**** Data

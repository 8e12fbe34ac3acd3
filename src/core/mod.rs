//! 核心编排层：错误类型、任务与结果、报告聚合、降级合成、请求监管、技能并发池、主控流水线

pub mod builder;
pub mod error;
pub mod fallback;
pub mod orchestrator;
pub mod outcome;
pub mod report;
pub mod session_supervisor;
pub mod shutdown;
pub mod task_scheduler;

pub use builder::{build_orchestrator, create_llm_from_config, OrchestratorBuilder};
pub use error::{CollaboratorError, OrchestratorError, SkillFailure};
pub use fallback::FallbackSynthesizer;
pub use orchestrator::{Orchestrator, OrchestratorOptions};
pub use outcome::{Outcome, Task, TaskPhase};
pub use report::{Report, Trailer};
pub use session_supervisor::SessionSupervisor;
pub use shutdown::ShutdownManager;
pub use task_scheduler::TaskScheduler;
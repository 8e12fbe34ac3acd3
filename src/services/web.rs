//! Web 搜索：DuckDuckGo Instant Answer API
//!
//! 请求带超时与 User-Agent；摘要中的 HTML 片段用 html2text 提取可读文本。

use std::time::Duration;

use async_trait::async_trait;
use html2text::from_read;
use reqwest::Client;
use serde::Deserialize;

use crate::core::CollaboratorError;

const DDG_ENDPOINT: &str = "https://api.duckduckgo.com/";

#[derive(Debug, Clone, PartialEq, Eq)]
pub struct SearchHit {
    pub title: String,
    pub snippet: String,
    pub url: String,
}

#[async_trait]
pub trait WebSearch: Send + Sync {
    async fn search(&self, query: &str) -> Result<Vec<SearchHit>, CollaboratorError>;
}

/// 离线环境：始终无结果
#[derive(Debug, Default, Clone, Copy)]
pub struct NoopWebSearch;

#[async_trait]
impl WebSearch for NoopWebSearch {
    async fn search(&self, _query: &str) -> Result<Vec<SearchHit>, CollaboratorError> {
        Ok(Vec::new())
    }
}

#[derive(Debug, Default, Deserialize)]
#[serde(rename_all = "PascalCase")]
struct InstantAnswer {
    #[serde(default)]
    heading: String,
    #[serde(default)]
    abstract_text: String,
    #[serde(default, rename = "AbstractURL")]
    abstract_url: String,
    #[serde(default)]
    related_topics: Vec<RelatedTopic>,
}

#[derive(Debug, Default, Deserialize)]
#[serde(rename_all = "PascalCase")]
struct RelatedTopic {
    #[serde(default)]
    text: String,
    #[serde(default, rename = "FirstURL")]
    first_url: String,
    /// 分组条目（Topics 嵌套）
    #[serde(default)]
    topics: Vec<RelatedTopic>,
}

pub struct DuckDuckGoSearch {
    client: Client,
    endpoint: String,
    max_results: usize,
}

impl DuckDuckGoSearch {
    pub fn new(timeout_secs: u64, max_results: usize) -> Self {
        let client = Client::builder()
            .timeout(Duration::from_secs(timeout_secs.max(1)))
            .user_agent(concat!("ulcs/", env!("CARGO_PKG_VERSION")))
            .build()
            .unwrap_or_default();
        Self {
            client,
            endpoint: DDG_ENDPOINT.to_string(),
            max_results: max_results.max(1),
        }
    }

    /// 指向兼容端点（测试或自建代理）
    pub fn with_endpoint(mut self, endpoint: impl Into<String>) -> Self {
        self.endpoint = endpoint.into();
        self
    }

    fn plain_text(s: &str) -> String {
        let text = match from_read(s.as_bytes(), 200) {
            Ok(t) if !t.trim().is_empty() => t,
            _ => s.to_string(),
        };
        text.split_whitespace().collect::<Vec<_>>().join(" ")
    }

    fn collect_hits(&self, answer: InstantAnswer) -> Vec<SearchHit> {
        let mut hits = Vec::new();
        if !answer.abstract_text.trim().is_empty() {
            hits.push(SearchHit {
                title: answer.heading.clone(),
                snippet: Self::plain_text(&answer.abstract_text),
                url: answer.abstract_url,
            });
        }
        let flat = answer
            .related_topics
            .into_iter()
            .flat_map(|t| if t.topics.is_empty() { vec![t] } else { t.topics });
        for topic in flat {
            if hits.len() >= self.max_results {
                break;
            }
            if topic.text.trim().is_empty() {
                continue;
            }
            let snippet = Self::plain_text(&topic.text);
            let title = snippet.split(" - ").next().unwrap_or(&snippet).to_string();
            hits.push(SearchHit {
                title,
                snippet,
                url: topic.first_url,
            });
        }
        hits.truncate(self.max_results);
        hits
    }
}

#[async_trait]
impl WebSearch for DuckDuckGoSearch {
    async fn search(&self, query: &str) -> Result<Vec<SearchHit>, CollaboratorError> {
        let query = query.trim();
        if query.is_empty() {
            return Ok(Vec::new());
        }
        tracing::info!(query = %query, "web search");
        let resp = self
            .client
            .get(&self.endpoint)
            .query(&[
                ("q", query),
                ("format", "json"),
                ("no_html", "1"),
                ("skip_disambig", "1"),
            ])
            .send()
            .await
            .map_err(|e| CollaboratorError::new("web_search", format!("Request failed: {}", e)))?;
        if !resp.status().is_success() {
            return Err(CollaboratorError::new(
                "web_search",
                format!("HTTP {}", resp.status()),
            ));
        }
        let answer: InstantAnswer = resp
            .json()
            .await
            .map_err(|e| CollaboratorError::new("web_search", format!("Bad response: {}", e)))?;
        Ok(self.collect_hits(answer))
    }
}

#[cfg(test)]
mod tests {
    use super::*;

    #[test]
    fn test_collect_hits_flattens_topics() {
        let raw = r#"{
            "Heading": "Rust",
            "AbstractText": "Rust is a <b>language</b>.",
            "AbstractURL": "https://en.wikipedia.org/wiki/Rust",
            "RelatedTopics": [
                {"Text": "Cargo - package manager", "FirstURL": "https://doc.rust-lang.org/cargo"},
                {"Name": "Group", "Topics": [
                    {"Text": "Crates - registry", "FirstURL": "https://crates.io"}
                ]},
                {"Text": "", "FirstURL": "https://skip.me"}
            ]
        }"#;
        let answer: InstantAnswer = serde_json::from_str(raw).unwrap();
        let search = DuckDuckGoSearch::new(5, 3);
        let hits = search.collect_hits(answer);
        assert_eq!(hits.len(), 3);
        assert_eq!(hits[0].title, "Rust");
        assert!(hits[0].snippet.contains("language"));
        assert_eq!(hits[1].title, "Cargo");
        assert_eq!(hits[2].url, "https://crates.io");
    }

    #[test]
    fn test_max_results() {
        let answer = InstantAnswer {
            abstract_text: "one".into(),
            related_topics: vec![RelatedTopic {
                text: "two".into(),
                ..Default::default()
            }],
            ..Default::default()
        };
        let hits = DuckDuckGoSearch::new(5, 1).collect_hits(answer);
        assert_eq!(hits.len(), 1);
    }

    /// 本地桩：读完请求头后回一个固定响应
    async fn serve_once(status: &'static str, body: &'static str) -> String {
        use tokio::io::{AsyncReadExt, AsyncWriteExt};

        let listener = tokio::net::TcpListener::bind("127.0.0.1:0").await.unwrap();
        let addr = listener.local_addr().unwrap();
        tokio::spawn(async move {
            let (mut sock, _) = listener.accept().await.unwrap();
            let mut buf = Vec::new();
            let mut chunk = [0u8; 1024];
            while !buf.windows(4).any(|w| w == b"\r\n\r\n") {
                let n = sock.read(&mut chunk).await.unwrap();
                if n == 0 {
                    break;
                }
                buf.extend_from_slice(&chunk[..n]);
            }
            let resp = format!(
                "HTTP/1.1 {status}\r\nContent-Type: application/json\r\nContent-Length: {}\r\nConnection: close\r\n\r\n{body}",
                body.len()
            );
            sock.write_all(resp.as_bytes()).await.unwrap();
        });
        format!("http://{addr}/")
    }

    #[tokio::test]
    async fn test_search_against_local_endpoint() {
        let endpoint = serve_once(
            "200 OK",
            r#"{"Heading": "Tokio", "AbstractText": "An async runtime.", "AbstractURL": "https://tokio.rs"}"#,
        )
        .await;
        let search = DuckDuckGoSearch::new(5, 3).with_endpoint(endpoint);
        let hits = search.search("tokio").await.unwrap();
        assert_eq!(hits.len(), 1);
        assert_eq!(hits[0].title, "Tokio");
        assert_eq!(hits[0].url, "https://tokio.rs");
    }

    #[tokio::test]
    async fn test_search_http_error() {
        let endpoint = serve_once("503 Service Unavailable", "{}").await;
        let search = DuckDuckGoSearch::new(5, 3).with_endpoint(endpoint);
        let err = search.search("tokio").await.unwrap_err();
        assert!(err.to_string().contains("HTTP 503"));
    }

    #[tokio::test]
    async fn test_noop_and_empty_query() {
        assert!(NoopWebSearch.search("rust").await.unwrap().is_empty());
        let search = DuckDuckGoSearch::new(1, 3).with_endpoint("http://127.0.0.1:9");
        assert!(search.search("   ").await.unwrap().is_empty());
    }
}
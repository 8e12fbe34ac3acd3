//! ULCS 命令行
//!
//! 用法：
//!   ulcs [--config <path>] [--user <id>] <command...>   单次执行并输出报告
//!   ulcs [--config <path>] [--user <id>]                交互模式（:stats 查看统计，:quit 退出）

use std::path::PathBuf;

use anyhow::Context;
use clap::Parser;
use tokio::io::{AsyncBufReadExt, AsyncWriteExt, BufReader};

use ulcs::config::load_config_or_default;
use ulcs::core::{build_orchestrator, Orchestrator};

#[derive(Debug, Parser)]
#[command(name = "ulcs", about = "ULCS 命令编排器")]
struct Cli {
    /// 额外的配置文件（叠加在 config/default.toml 之上）
    #[arg(long)]
    config: Option<PathBuf>,
    /// 用户 id，缺省取 app.default_user_id
    #[arg(long)]
    user: Option<String>,
    /// 单次执行的命令；为空时进入交互模式
    #[arg(value_name = "COMMAND", trailing_var_arg = true)]
    command: Vec<String>,
}

async fn repl(orchestrator: &Orchestrator, user_id: &str) -> anyhow::Result<()> {
    let mut lines = BufReader::new(tokio::io::stdin()).lines();
    let mut stdout = tokio::io::stdout();
    loop {
        stdout.write_all(b"ulcs> ").await?;
        stdout.flush().await?;
        let Some(line) = lines.next_line().await? else {
            break;
        };
        let line = line.trim();
        match line {
            "" => continue,
            ":quit" | ":q" | "exit" => break,
            ":stats" => match orchestrator.analytics_dashboard(user_id).await {
                Ok(summary) => println!("{}", summary),
                Err(e) => println!("❌ Error: {}", e),
            },
            _ => {
                let report = orchestrator.handle_command(line, user_id).await;
                println!("{}\n", report);
            }
        }
    }
    Ok(())
}

#[tokio::main]
async fn main() -> anyhow::Result<()> {
    ulcs::observability::init();

    let args = Cli::parse();
    let cfg = load_config_or_default(args.config);
    let user_id = args.user.unwrap_or_else(|| cfg.app.default_user_id.clone());
    let orchestrator = build_orchestrator(&cfg)?;

    if args.command.is_empty() {
        repl(&orchestrator, &user_id).await.context("REPL failed")?;
    } else {
        let report = orchestrator
            .handle_command(&args.command.join(" "), &user_id)
            .await;
        println!("{}", report);
    }
    Ok(())
}

#[cfg(test)]
mod tests {
    use super::*;

    #[test]
    fn test_parse_flags_and_command() {
        let cli = Cli::try_parse_from([
            "ulcs", "--user", "alice", "--config", "my.toml", "remind", "me", "tomorrow",
        ])
        .unwrap();
        assert_eq!(cli.user.as_deref(), Some("alice"));
        assert_eq!(cli.config, Some(PathBuf::from("my.toml")));
        assert_eq!(cli.command.join(" "), "remind me tomorrow");
    }

    #[test]
    fn test_no_command_means_repl() {
        let cli = Cli::try_parse_from(["ulcs"]).unwrap();
        assert!(cli.command.is_empty());
        assert!(cli.user.is_none());
    }
}
//! 语言检测与翻译
//!
//! HeuristicLanguage 按字符所属文字体系判断语言，翻译为原样透传；
//! LlmTranslator 检测同上，目标语言不同时交给 LLM 翻译。

use std::sync::Arc;

use async_trait::async_trait;

use crate::core::CollaboratorError;
use crate::llm::{LlmClient, Message};

#[async_trait]
pub trait LanguageService: Send + Sync {
    async fn detect_language(&self, text: &str) -> Result<String, CollaboratorError>;

    async fn translate_text(&self, text: &str, target_lang: &str)
        -> Result<String, CollaboratorError>;
}

/// 按文字体系计数，取最多者；纯拉丁字母视为英文
pub fn detect_script_language(text: &str) -> &'static str {
    let mut counts = [0usize; 7];
    const CODES: [&str; 7] = ["zh", "ja", "ko", "ru", "ar", "hi", "en"];
    for c in text.chars() {
        let slot = match c as u32 {
            0x3040..=0x30FF => 1,
            0x4E00..=0x9FFF | 0x3400..=0x4DBF => 0,
            0xAC00..=0xD7AF | 0x1100..=0x11FF => 2,
            0x0400..=0x04FF => 3,
            0x0600..=0x06FF => 4,
            0x0900..=0x097F => 5,
            _ if c.is_ascii_alphabetic() => 6,
            _ => continue,
        };
        counts[slot] += 1;
    }
    // 日文常混用汉字，出现假名即判为日文
    if counts[1] > 0 {
        return "ja";
    }
    counts
        .iter()
        .enumerate()
        .filter(|&(_, &n)| n > 0)
        .max_by_key(|&(i, &n)| (n, usize::MAX - i))
        .map(|(i, _)| CODES[i])
        .unwrap_or("en")
}

/// 离线实现：检测靠字符范围，翻译原样返回
#[derive(Debug, Default, Clone, Copy)]
pub struct HeuristicLanguage;

#[async_trait]
impl LanguageService for HeuristicLanguage {
    async fn detect_language(&self, text: &str) -> Result<String, CollaboratorError> {
        Ok(detect_script_language(text).to_string())
    }

    async fn translate_text(
        &self,
        text: &str,
        _target_lang: &str,
    ) -> Result<String, CollaboratorError> {
        Ok(text.trim().to_string())
    }
}

/// LLM 翻译：源语言与目标语言一致时不调用模型
pub struct LlmTranslator {
    llm: Arc<dyn LlmClient>,
}

impl LlmTranslator {
    pub fn new(llm: Arc<dyn LlmClient>) -> Self {
        Self { llm }
    }
}

#[async_trait]
impl LanguageService for LlmTranslator {
    async fn detect_language(&self, text: &str) -> Result<String, CollaboratorError> {
        Ok(detect_script_language(text).to_string())
    }

    async fn translate_text(
        &self,
        text: &str,
        target_lang: &str,
    ) -> Result<String, CollaboratorError> {
        if detect_script_language(text) == target_lang {
            return Ok(text.trim().to_string());
        }
        let messages = vec![
            Message::system(format!(
                "Translate the user's text into the language with ISO code '{}'. \
                 Output only the translation, nothing else.",
                target_lang
            )),
            Message::user(text.to_string()),
        ];
        let out = self
            .llm
            .complete(&messages)
            .await
            .map_err(|e| CollaboratorError::new("translate", e))?;
        Ok(out.trim().to_string())
    }
}

#[cfg(test)]
mod tests {
    use super::*;

    #[test]
    fn test_detect_scripts() {
        assert_eq!(detect_script_language("Remind me to call Bob"), "en");
        assert_eq!(detect_script_language("提醒我明天给鲍勃打电话"), "zh");
        assert_eq!(detect_script_language("明日ボブに電話する"), "ja");
        assert_eq!(detect_script_language("내일 밥에게 전화"), "ko");
        assert_eq!(detect_script_language("Позвони Бобу"), "ru");
        assert_eq!(detect_script_language("1234 !!"), "en");
    }

    #[tokio::test]
    async fn test_heuristic_translate_passthrough() {
        let svc = HeuristicLanguage;
        assert_eq!(
            svc.translate_text("  hello  ", "en").await.unwrap(),
            "hello"
        );
    }

    #[tokio::test]
    async fn test_llm_translator_skips_same_language() {
        let svc = LlmTranslator::new(Arc::new(crate::llm::MockLlmClient::failing()));
        assert_eq!(svc.translate_text("hello", "en").await.unwrap(), "hello");
        assert!(svc.translate_text("你好", "en").await.is_err());
    }
}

********

__Exercise__: Each line that holds the string "format" is to be copied from the entries above.

__Response__:
                ("format", "json"),
            .map_err(|e| CollaboratorError::new("web_search", format!("Request failed: {}", e)))?;
                format!("HTTP {}", resp.status()),
            .map_err(|e| CollaboratorError::new("web_search", format!("Bad response: {}", e)))?;
            let resp = format!(
        format!("http://{addr}/")
            Message::system(format!(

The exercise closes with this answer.